In an attempt to eliminate the so-called Difficulty Bomb problem, the Ethereum Classic (ETC) blockchain network has gone for the hard fork once again. The upgrade was planned to decrease the time it takes to create a block on the Ethereum Classic blockchain.

Ethereum Classic was born as a hard fork of the original ethereum  codebase that led to the creation of two parallel co-existing blockchain networks called ethereum and Ethereum Classic. Owing to the intrinsic nature of the original ethereum  blockchain prior to the split, the difficulty of mining was set to increase over time and Ethereum Classic continued the legacy feature. This increasing difficulty level led to more time to mine a block on the blockchain, which was ultimately called the “Difficulty Bomb.” At present, the block mining time for ETC blockchain is around 26 seconds, and the hard fork exercise is expected to take it down to around 14 seconds. (See also: An Introduction to Ethereum Classic.)

A Hard Fork to Reduce Block Mining Time

The exercise was well planned and executed in a phased manner after lengthy periods of extensive deliberations among community participants. The discussions around tackling the Difficulty Bomb started in 2016. It was followed by a fork, called "Die Hard," in January 2017 which “froze” the Difficulty Bomb and reduced block time.

However, this hard fork has not resulted in any airdrop offering freebies to the cryptocurrency's participants, nor has it led to the creation of any new crypto coins. The forking exercise was performed solely with an aim to reduce the block mining time.

According the available network data, the fork was performed at block 5,900,000 and literally went unnoticed for bulk of network participants. It requires the participating nodes to upgrade to the latest software, which was released three months ago. Reports suggest that most of the involved participants and most exchange nodes and mining pools have upgraded to the required software prior to the fork. No bugs or any other operational issues have been reported due to the fork and upgrade.
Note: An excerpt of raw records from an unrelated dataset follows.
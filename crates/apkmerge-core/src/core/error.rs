use std::fmt;
use std::path::PathBuf;
use thiserror::Error;

pub type MergeResult<T> = Result<T, MergeError>;

/// Pipeline stage, used to tag failures and narrate progress.
#[derive(Debug, Clone, Copy, PartialEq, Eq)]
pub enum Stage {
    Init,
    DecompileBase,
    DecompileSplits,
    MergeManifest,
    MergeResources,
    Recompile,
    CleanupWorkspace,
    Align,
    GenerateCredential,
    Sign,
    CleanupArtifacts,
}

impl fmt::Display for Stage {
    fn fmt(&self, f: &mut fmt::Formatter<'_>) -> fmt::Result {
        let name = match self {
            Stage::Init => "init",
            Stage::DecompileBase => "decompile base",
            Stage::DecompileSplits => "decompile splits",
            Stage::MergeManifest => "merge manifest",
            Stage::MergeResources => "merge resources",
            Stage::Recompile => "recompile",
            Stage::CleanupWorkspace => "cleanup workspace",
            Stage::Align => "align",
            Stage::GenerateCredential => "generate keystore",
            Stage::Sign => "sign",
            Stage::CleanupArtifacts => "cleanup artifacts",
        };
        f.write_str(name)
    }
}

/// An external tool could not be launched or exited unsuccessfully.
#[derive(Error, Debug, Clone, PartialEq, Eq)]
pub struct ToolError {
    /// Program name as invoked (e.g. `apktool`).
    pub tool: String,
    /// `None` when the process never ran or was killed by a signal.
    pub exit_code: Option<i32>,
    /// Captured stderr, or the launch failure message.
    pub stderr: String,
}

impl ToolError {
    pub fn new(tool: impl Into<String>, exit_code: Option<i32>, stderr: impl Into<String>) -> Self {
        Self {
            tool: tool.into(),
            exit_code,
            stderr: stderr.into(),
        }
    }

    /// The tool was not found on PATH or could not be spawned.
    pub fn launch(tool: impl Into<String>, reason: impl fmt::Display) -> Self {
        Self::new(tool, None, format!("failed to launch: {}", reason))
    }

    pub fn is_launch_failure(&self) -> bool {
        self.exit_code.is_none() && self.stderr.starts_with("failed to launch")
    }
}

impl fmt::Display for ToolError {
    fn fmt(&self, f: &mut fmt::Formatter<'_>) -> fmt::Result {
        match self.exit_code {
            Some(code) => write!(f, "{} exited with code {}", self.tool, code)?,
            None => write!(f, "{} did not complete", self.tool)?,
        }
        let detail = self.stderr.trim();
        if !detail.is_empty() {
            write!(f, ": {}", detail)?;
        }
        Ok(())
    }
}

#[derive(Error, Debug)]
pub enum MergeError {
    #[error("No input packages given")]
    NoInputs,

    #[error("Input not found: {}", .0.display())]
    InputNotFound(PathBuf),

    #[error("Failed to parse {}: {message}", path.display())]
    Parse { path: PathBuf, message: String },

    #[error("Manifest structure error: {0}")]
    Structure(String),

    #[error("Stage '{stage}' failed: {source}")]
    Tool {
        stage: Stage,
        #[source]
        source: ToolError,
    },

    #[error("IO error: {0}")]
    Io(#[from] std::io::Error),

    #[error("YAML parsing error: {0}")]
    Yaml(#[from] serde_yaml::Error),

    #[error("Configuration error: {0}")]
    Config(String),

    #[error("Failed to write manifest: {0}")]
    Serialize(String),

    #[error("WalkDir error: {0}")]
    WalkDir(#[from] walkdir::Error),
}

impl MergeError {
    pub fn tool(stage: Stage, source: ToolError) -> Self {
        MergeError::Tool { stage, source }
    }
}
The change has helped Ethereum Classic to distinguish itself from the other ethereum  blockchains. The overall ethereum community continues to advocate for the transition to the proof of stake (POS) consensus system, the Ethereum Classic community continues to hang on to the proof of work (POW) consensus mechanism. The proponents of POW opine that though it is resource- and power-intensive algorithm, it has its merits in achieving the best possible decentralization and requires real commitment from participants to invest in mining hardware and, therefore, in the blockchain. (See also: Ethereum to Adopt Proof-of-Stake.)

"There's a lot of new algorithms being proposed like proof-of-stake, delegated proof-of-stake and byzantine fault tolerance, and within our community we're not convinced that these newer versions of consensus are any more decentralized and we're somewhat afraid that they may be more centralized than say proof-of-work," said Anthony Lusardi, developer and director of ETC Cooperative, a community development and marketing body for the protocol, according to CoinDesk.